**Task prompt**.
When a line of the listing below has the string "ScrapeRunner" in it, copy that line.

**Data to examine**.
--- START ---
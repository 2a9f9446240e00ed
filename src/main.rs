use anyhow::Result;
use clap::{Arg, Command};
use std::sync::atomic::Ordering;
use std::sync::Arc;
use tracing::{info, warn};

use ct_scraper::catalog::JsonCatalogWriter;
use ct_scraper::config::Config;
use ct_scraper::fetch::PageFetcher;
use ct_scraper::processing::{build_shows_index, ScrapeRunner};
use ct_scraper::render::HeadlessChromeRenderer;
use ct_scraper::CatalogSink;

#[tokio::main]
async fn main() -> Result<()> {
    // Initialize logging
    tracing_subscriber::fmt()
        .with_env_filter("ct_scraper=info,warn")
        .init();

    let matches = Command::new("CT Catalog Scraper")
        .version("0.1.0")
        .author("TigreRoll")
        .about("Scrapes show listings into per-season episode/source feeds")
        .arg(
            Arg::new("show")
                .long("show")
                .value_name("NAME")
                .help("Show name (default: all configured shows)")
        )
        .arg(
            Arg::new("season")
                .short('s')
                .long("season")
                .value_name("NUM")
                .help("Season number (default: all seasons)")
        )
        .arg(
            Arg::new("init")
                .short('i')
                .long("init")
                .help("Generate the shows index instead of season feeds")
                .action(clap::ArgAction::SetTrue)
        )
        .arg(
            Arg::new("output-dir")
                .short('o')
                .long("output-dir")
                .value_name("DIR")
                .help("Output directory for catalog files")
        )
        .arg(
            Arg::new("verbose")
                .short('v')
                .long("verbose")
                .help("Enable verbose logging")
                .action(clap::ArgAction::SetTrue)
        )
        .get_matches();

    if matches.get_flag("verbose") {
        info!("Verbose logging enabled");
    }

    // Load configuration
    let mut config = Config::load().unwrap_or_else(|e| {
        warn!("Failed to load config, using defaults: {}", e);
        Config::default()
    });
    config.apply_env();

    if let Some(dir) = matches.get_one::<String>("output-dir") {
        config.output.base_dir = dir.into();
    }
    config.validate()?;

    let show_filter = matches.get_one::<String>("show").map(String::as_str);
    let season_filter = matches
        .get_one::<String>("season")
        .map(|s| s.parse::<u32>())
        .transpose()?;

    info!("🚀 CT Catalog Scraper starting...");
    info!("📂 Output directory: {}", config.output.base_dir.display());

    let start_time = std::time::Instant::now();
    let sink = Arc::new(JsonCatalogWriter::new(config.output.base_dir.clone()));

    if matches.get_flag("init") {
        let fetcher = PageFetcher::new(&config.http);
        let entries = build_shows_index(&config, &fetcher).await;
        sink.write_shows_index(&entries).await?;
        info!("✅ Indexed {} shows", entries.len());
    } else {
        let render = Arc::new(HeadlessChromeRenderer::launch(&config.render)?);
        let runner = ScrapeRunner::new(config, render, sink);

        // Interrupts stop further episode processing; the runner still
        // releases the rendering session before returning.
        let cancelled = runner.cancel_flag();
        tokio::spawn(async move {
            if tokio::signal::ctrl_c().await.is_ok() {
                info!("🛑 Interrupt received, stopping after the current episode");
                cancelled.store(true, Ordering::Relaxed);
            }
        });

        let summary = runner.run(show_filter, season_filter).await?;

        info!("🎉 Run complete");
        info!("✅ Shows: {} ({} failed)", summary.shows, summary.failed_shows);
        info!("📼 Seasons written: {}", summary.seasons);
        info!(
            "📊 Episodes: {} total, {} with sources, {} sourceless",
            summary.episodes, summary.sourced, summary.sourceless
        );
    }

    let duration = start_time.elapsed();
    info!("⏱️ Duration: {:.1} minutes", duration.as_secs_f64() / 60.0);

    Ok(())
}
/// Show listing page: one list item per episode, mixed with unrelated rows.
use regex::Regex;
use scraper::{Html, Selector};
use std::collections::BTreeSet;
use tracing::{debug, warn};

use super::{Episode, EpisodeNumber};
use crate::text::{absolute_url, fix_text};

/// Episode row pattern: optional Season/S token, Episode/Epis0de/E token with
/// an optional "-NN" range suffix, optional separator, rest is the title.
const EPISODE_PATTERN: &str =
    r"(?:S|Season )(?P<season>\d+) (?:E|Epis[o0]de )(?P<ep>\d+)(?:-(?P<end>\d+))?(?: ?\W+)? (?P<name>.*)";

/// Parsed listing page for a single show.
#[derive(Debug, Clone)]
pub struct ListingPage {
    pub url: String,

    /// Show name from the "Watch <name> Online" header; empty when the
    /// header does not match (pages vary slightly in markup across shows).
    pub show_name: String,

    /// Show thumbnail; empty when absent.
    pub thumbnail: String,

    episodes: Vec<Episode>,
}

impl ListingPage {
    /// Parse a listing page body. Rows that do not match the episode pattern
    /// contribute nothing; a missing header or thumbnail yields an empty
    /// value, never an error.
    pub fn parse(url: &str, html: &str, base_url: &str) -> Self {
        let document = Html::parse_document(html);
        let pattern = Regex::new(EPISODE_PATTERN).expect("episode pattern is valid");

        let show_name = Self::parse_show_name(&document);
        let thumbnail = Self::parse_thumbnail(&document, base_url);

        let mut episodes = Vec::new();
        let row_selector = Selector::parse(".entry li").expect("valid selector");
        let link_selector = Selector::parse("a").expect("valid selector");

        for row in document.select(&row_selector) {
            let row_text = fix_text(&row.text().collect::<String>());
            let Some(captures) = pattern.captures(&row_text) else {
                debug!("skipping non-episode row: {}", row_text);
                continue;
            };

            let Some(href) = row
                .select(&link_selector)
                .next()
                .and_then(|a| a.value().attr("href"))
            else {
                debug!("skipping episode row without link: {}", row_text);
                continue;
            };

            let (Some(season), Some(num)) = (
                captures["season"].parse::<u32>().ok(),
                captures["ep"].parse::<u32>().ok(),
            ) else {
                continue;
            };

            let number = match captures.name("end").and_then(|m| m.as_str().parse::<u32>().ok()) {
                Some(end) => EpisodeNumber::range(num, end),
                None => EpisodeNumber::new(num),
            };

            episodes.push(Episode::new(
                season,
                number,
                captures["name"].trim().to_string(),
                absolute_url(base_url, href),
            ));
        }

        // Duplicate (season, number) pairs are a data-quality signal from the
        // listing, not enforced here; both entries are kept.
        let mut seen = BTreeSet::new();
        for episode in &episodes {
            if !seen.insert((episode.season, episode.number.num)) {
                warn!("listing {} repeats S{} E{}", url, episode.season, episode.number);
            }
        }

        Self {
            url: url.to_string(),
            show_name,
            thumbnail,
            episodes,
        }
    }

    fn parse_show_name(document: &Html) -> String {
        let header_selector = Selector::parse(".post h2").expect("valid selector");
        let name_pattern = Regex::new(r"^Watch (.*) [Oo]nline").expect("valid pattern");

        document
            .select(&header_selector)
            .next()
            .map(|h| fix_text(&h.text().collect::<String>()))
            .and_then(|header| {
                name_pattern
                    .captures(&header)
                    .map(|c| c[1].to_string())
            })
            .unwrap_or_default()
    }

    fn parse_thumbnail(document: &Html, base_url: &str) -> String {
        let img_selector = Selector::parse(".entry img").expect("valid selector");

        document
            .select(&img_selector)
            .next()
            .and_then(|img| img.value().attr("src"))
            .map(|src| absolute_url(base_url, src))
            .unwrap_or_default()
    }

    /// Episodes sorted by episode number ascending, optionally restricted to
    /// one season before sorting.
    pub fn episodes(&self, season: Option<u32>) -> Vec<Episode> {
        let mut selected: Vec<Episode> = self
            .episodes
            .iter()
            .filter(|ep| season.map_or(true, |s| ep.season == s))
            .cloned()
            .collect();
        selected.sort_by_key(|ep| ep.number);
        selected
    }

    /// Sorted distinct seasons present on the listing.
    pub fn seasons(&self) -> Vec<u32> {
        let mut seasons: Vec<u32> = self.episodes.iter().map(|ep| ep.season).collect();
        seasons.sort_unstable();
        seasons.dedup();
        seasons
    }

    /// Highest-numbered episode of the highest season, if any episode parsed.
    pub fn latest_episode(&self) -> Option<(u32, EpisodeNumber)> {
        let max_season = self.episodes.iter().map(|ep| ep.season).max()?;
        self.episodes
            .iter()
            .filter(|ep| ep.season == max_season)
            .map(|ep| ep.number)
            .max()
            .map(|number| (max_season, number))
    }
}

#[cfg(test)]
mod tests {
    use super::*;

    const BASE: &str = "http://www.couchtuner.eu";

    fn listing_html() -> &'static str {
        r#"
        <html><body>
        <div class="post"><h2>Watch Bates Motel Online</h2></div>
        <div class="entry">
            <img src="/img/bates-motel.jpg" />
            <ul>
                <li><a href="/watch-s2-e5/">S2 E05 The Return</a></li>
                <li><a href="/watch-s1-e1/">Season 1 Episode 1 - First You Dream, Then You Die</a></li>
                <li><a href="/watch-s1-e2/">Season 1 Epis0de 2 - Nice Town You Picked, Norma</a></li>
                <li><a href="/watch-s2-e15/">Season 2 Episode 15-16 - Double Feature</a></li>
                <li><a href="/news/">Site news and updates</a></li>
                <li>Season 9 Episode 9 - Row without a link</li>
            </ul>
        </div>
        </body></html>
        "#
    }

    #[test]
    fn test_parse_episode_rows() {
        let page = ListingPage::parse("http://www.couchtuner.eu/bates/", listing_html(), BASE);
        let episodes = page.episodes(None);

        // news row and link-less row contribute nothing
        assert_eq!(episodes.len(), 4);
        assert_eq!(
            episodes[0].detail_url,
            "http://www.couchtuner.eu/watch-s1-e1/"
        );
    }

    #[test]
    fn test_compact_token_row_capture_groups() {
        let page = ListingPage::parse("http://www.couchtuner.eu/bates/", listing_html(), BASE);
        let episodes = page.episodes(Some(2));

        assert_eq!(episodes[0].season, 2);
        assert_eq!(episodes[0].number, EpisodeNumber::new(5));
        assert_eq!(episodes[0].title, "The Return");
    }

    #[test]
    fn test_range_numbers_preserved() {
        let page = ListingPage::parse("http://www.couchtuner.eu/bates/", listing_html(), BASE);
        let episodes = page.episodes(Some(2));

        let double = episodes.last().unwrap();
        assert_eq!(double.number, EpisodeNumber::range(15, 16));
        assert_eq!(double.number.to_string(), "15-16");
        assert_eq!(double.title, "Double Feature");
    }

    #[test]
    fn test_episodes_sorted_by_number() {
        let page = ListingPage::parse("http://www.couchtuner.eu/bates/", listing_html(), BASE);
        let numbers: Vec<u32> = page
            .episodes(Some(1))
            .iter()
            .map(|ep| ep.number.num)
            .collect();
        assert_eq!(numbers, vec![1, 2]);
    }

    #[test]
    fn test_seasons_sorted_distinct() {
        let page = ListingPage::parse("http://www.couchtuner.eu/bates/", listing_html(), BASE);
        assert_eq!(page.seasons(), vec![1, 2]);
    }

    #[test]
    fn test_latest_episode() {
        let page = ListingPage::parse("http://www.couchtuner.eu/bates/", listing_html(), BASE);
        let (season, number) = page.latest_episode().unwrap();
        assert_eq!(season, 2);
        assert_eq!(number.num, 15);
    }

    #[test]
    fn test_show_name_and_thumbnail() {
        let page = ListingPage::parse("http://www.couchtuner.eu/bates/", listing_html(), BASE);
        assert_eq!(page.show_name, "Bates Motel");
        assert_eq!(page.thumbnail, "http://www.couchtuner.eu/img/bates-motel.jpg");
    }

    #[test]
    fn test_missing_header_yields_empty_name() {
        let page = ListingPage::parse(
            "http://www.couchtuner.eu/odd/",
            "<html><body><div class='entry'><ul></ul></div></body></html>",
            BASE,
        );
        assert_eq!(page.show_name, "");
        assert_eq!(page.thumbnail, "");
        assert!(page.episodes(None).is_empty());
        assert!(page.latest_episode().is_none());
    }
}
--- END ---
**Response area**.
use ct_scraper::processing::{build_shows_index, ScrapeRunner};
        let runner = ScrapeRunner::new(config, render, sink);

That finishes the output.